Work instructions
Read the lines below. Copy out any that hold the string "Debug".

* * * *

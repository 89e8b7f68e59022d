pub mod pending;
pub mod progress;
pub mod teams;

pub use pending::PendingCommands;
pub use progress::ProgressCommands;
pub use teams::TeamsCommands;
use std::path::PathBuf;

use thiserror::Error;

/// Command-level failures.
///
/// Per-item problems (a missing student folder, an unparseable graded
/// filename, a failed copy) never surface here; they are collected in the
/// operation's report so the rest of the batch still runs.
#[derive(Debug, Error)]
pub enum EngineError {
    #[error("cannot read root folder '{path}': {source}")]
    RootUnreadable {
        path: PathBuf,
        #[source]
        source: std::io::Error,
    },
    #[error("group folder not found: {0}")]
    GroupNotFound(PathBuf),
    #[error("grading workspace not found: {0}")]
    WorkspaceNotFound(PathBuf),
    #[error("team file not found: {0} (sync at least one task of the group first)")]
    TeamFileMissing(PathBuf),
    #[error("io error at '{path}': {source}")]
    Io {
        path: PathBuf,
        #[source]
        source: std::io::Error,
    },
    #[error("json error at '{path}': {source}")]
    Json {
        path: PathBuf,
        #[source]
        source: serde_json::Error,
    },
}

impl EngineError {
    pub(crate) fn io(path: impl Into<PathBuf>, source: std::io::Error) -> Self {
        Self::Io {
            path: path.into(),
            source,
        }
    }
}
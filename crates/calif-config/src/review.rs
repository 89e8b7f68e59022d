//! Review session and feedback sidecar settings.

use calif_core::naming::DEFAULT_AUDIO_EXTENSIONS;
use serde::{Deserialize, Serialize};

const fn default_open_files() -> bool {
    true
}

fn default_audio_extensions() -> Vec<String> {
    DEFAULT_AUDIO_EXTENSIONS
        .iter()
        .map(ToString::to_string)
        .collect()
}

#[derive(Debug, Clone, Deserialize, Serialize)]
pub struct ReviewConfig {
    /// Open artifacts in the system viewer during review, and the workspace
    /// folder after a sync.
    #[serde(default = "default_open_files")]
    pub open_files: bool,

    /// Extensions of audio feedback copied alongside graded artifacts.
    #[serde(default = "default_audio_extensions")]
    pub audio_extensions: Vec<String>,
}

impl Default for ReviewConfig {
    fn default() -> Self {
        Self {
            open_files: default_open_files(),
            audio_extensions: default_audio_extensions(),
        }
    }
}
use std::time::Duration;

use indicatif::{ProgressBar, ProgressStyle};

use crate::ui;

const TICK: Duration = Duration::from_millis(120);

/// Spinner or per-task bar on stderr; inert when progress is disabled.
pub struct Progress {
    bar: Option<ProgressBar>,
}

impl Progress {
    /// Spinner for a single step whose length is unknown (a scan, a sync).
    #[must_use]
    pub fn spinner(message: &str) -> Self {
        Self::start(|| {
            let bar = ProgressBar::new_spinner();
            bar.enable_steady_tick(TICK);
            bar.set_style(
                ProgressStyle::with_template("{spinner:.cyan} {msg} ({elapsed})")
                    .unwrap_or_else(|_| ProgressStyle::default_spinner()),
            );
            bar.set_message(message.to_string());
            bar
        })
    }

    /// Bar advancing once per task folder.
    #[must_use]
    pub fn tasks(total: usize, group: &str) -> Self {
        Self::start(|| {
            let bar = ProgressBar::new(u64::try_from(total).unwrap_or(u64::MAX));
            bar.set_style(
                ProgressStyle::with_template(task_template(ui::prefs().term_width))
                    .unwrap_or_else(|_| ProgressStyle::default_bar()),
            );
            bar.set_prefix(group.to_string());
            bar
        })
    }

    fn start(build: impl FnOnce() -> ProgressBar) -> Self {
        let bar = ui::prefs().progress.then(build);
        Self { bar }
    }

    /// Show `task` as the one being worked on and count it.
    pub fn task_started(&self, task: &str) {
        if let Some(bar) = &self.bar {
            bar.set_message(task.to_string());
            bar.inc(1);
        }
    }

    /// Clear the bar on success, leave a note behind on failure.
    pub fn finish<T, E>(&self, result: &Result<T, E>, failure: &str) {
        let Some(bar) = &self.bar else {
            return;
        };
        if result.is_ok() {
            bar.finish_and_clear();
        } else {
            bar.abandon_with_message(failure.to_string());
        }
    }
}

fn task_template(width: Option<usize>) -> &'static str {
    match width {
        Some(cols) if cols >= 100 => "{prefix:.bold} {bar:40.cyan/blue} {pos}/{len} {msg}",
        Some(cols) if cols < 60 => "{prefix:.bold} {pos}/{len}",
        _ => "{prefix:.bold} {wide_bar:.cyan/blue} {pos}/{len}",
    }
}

* * * *

Result
#[derive(Debug, Error)]
#[derive(Debug, Clone, Deserialize, Serialize)]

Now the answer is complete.